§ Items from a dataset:
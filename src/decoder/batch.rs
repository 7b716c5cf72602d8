//! Batch decode across many files.
//!
//! Each file is decoded independently on the rayon pool; a failing file is
//! logged with its path and skipped. Results are concatenated in input file
//! order so output is reproducible regardless of scheduling.

use anyhow::{Context, Result};
use rayon::prelude::*;
use serde::Serialize;
use std::path::{Path, PathBuf};
use tracing::{info, warn};

use super::{DecodeMode, DecodedRecord, Decoder, FileDecode};
use crate::archive::{self, DateWindow};
use crate::config::DecoderConfig;
use crate::error::PipelineError;

#[derive(Debug, Clone, Default, Serialize)]
pub struct DecodeBatchStats {
    pub files_total: usize,
    pub files_ok: usize,
    pub files_failed: usize,
    pub files_empty: usize,
    pub lines: u64,
    pub malformed_lines: u64,
    pub markets_seen: u64,
    pub markets_rejected: u64,
    pub records: usize,
    pub failed_files: Vec<PathBuf>,
}

#[derive(Debug, Clone, Default)]
pub struct BatchDecode {
    pub records: Vec<DecodedRecord>,
    pub stats: DecodeBatchStats,
}

/// Decode `files` in parallel. Fails only if the whole batch yields nothing.
pub fn decode_files(
    decoder: &Decoder,
    files: &[PathBuf],
    threads: Option<usize>,
) -> Result<BatchDecode> {
    let run = || -> Vec<Result<FileDecode>> {
        files.par_iter().map(|path| decoder.decode_file(path)).collect()
    };

    let results = match threads {
        Some(n) => rayon::ThreadPoolBuilder::new()
            .num_threads(n)
            .build()
            .context("Failed to build decode thread pool")?
            .install(run),
        None => run(),
    };

    let mut batch = BatchDecode::default();
    batch.stats.files_total = files.len();

    for (path, result) in files.iter().zip(results) {
        match result {
            Ok(decoded) => {
                batch.stats.files_ok += 1;
                batch.stats.lines += decoded.stats.lines;
                batch.stats.malformed_lines += decoded.stats.malformed_lines;
                batch.stats.markets_seen += decoded.stats.markets_seen;
                batch.stats.markets_rejected += decoded.stats.markets_rejected;
                if decoded.records.is_empty() {
                    batch.stats.files_empty += 1;
                }
                batch.records.extend(decoded.records);
            }
            Err(e) => {
                warn!("Skipping unreadable file {}: {:#}", path.display(), e);
                batch.stats.files_failed += 1;
                batch.stats.failed_files.push(path.clone());
            }
        }
    }
    batch.stats.records = batch.records.len();

    info!(
        "Decoded {} records ({} mode) from {} files: {} ok, {} empty, {} failed, {} malformed lines",
        batch.stats.records,
        decoder.mode(),
        batch.stats.files_total,
        batch.stats.files_ok,
        batch.stats.files_empty,
        batch.stats.files_failed,
        batch.stats.malformed_lines,
    );

    if batch.records.is_empty() {
        return Err(PipelineError::EmptyBatch { files: files.len() }.into());
    }

    Ok(batch)
}

/// Discover in-window files under `root` and decode them
pub fn decode_archive(
    root: &Path,
    window: &DateWindow,
    mode: DecodeMode,
    config: &DecoderConfig,
) -> Result<BatchDecode> {
    let files = archive::files_in_window(root, window)?;
    info!(
        "Found {} archive files in {}..={} under {}",
        files.len(),
        window.start,
        window.end,
        root.display()
    );

    let decoder = Decoder::new(mode, config);
    decode_files(&decoder, &files, config.threads)
}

§ Try it: Search the data above and return each line in which "rayon" occurs.

§ Output:
//! Each file is decoded independently on the rayon pool; a failing file is
use rayon::prelude::*;
        Some(n) => rayon::ThreadPoolBuilder::new()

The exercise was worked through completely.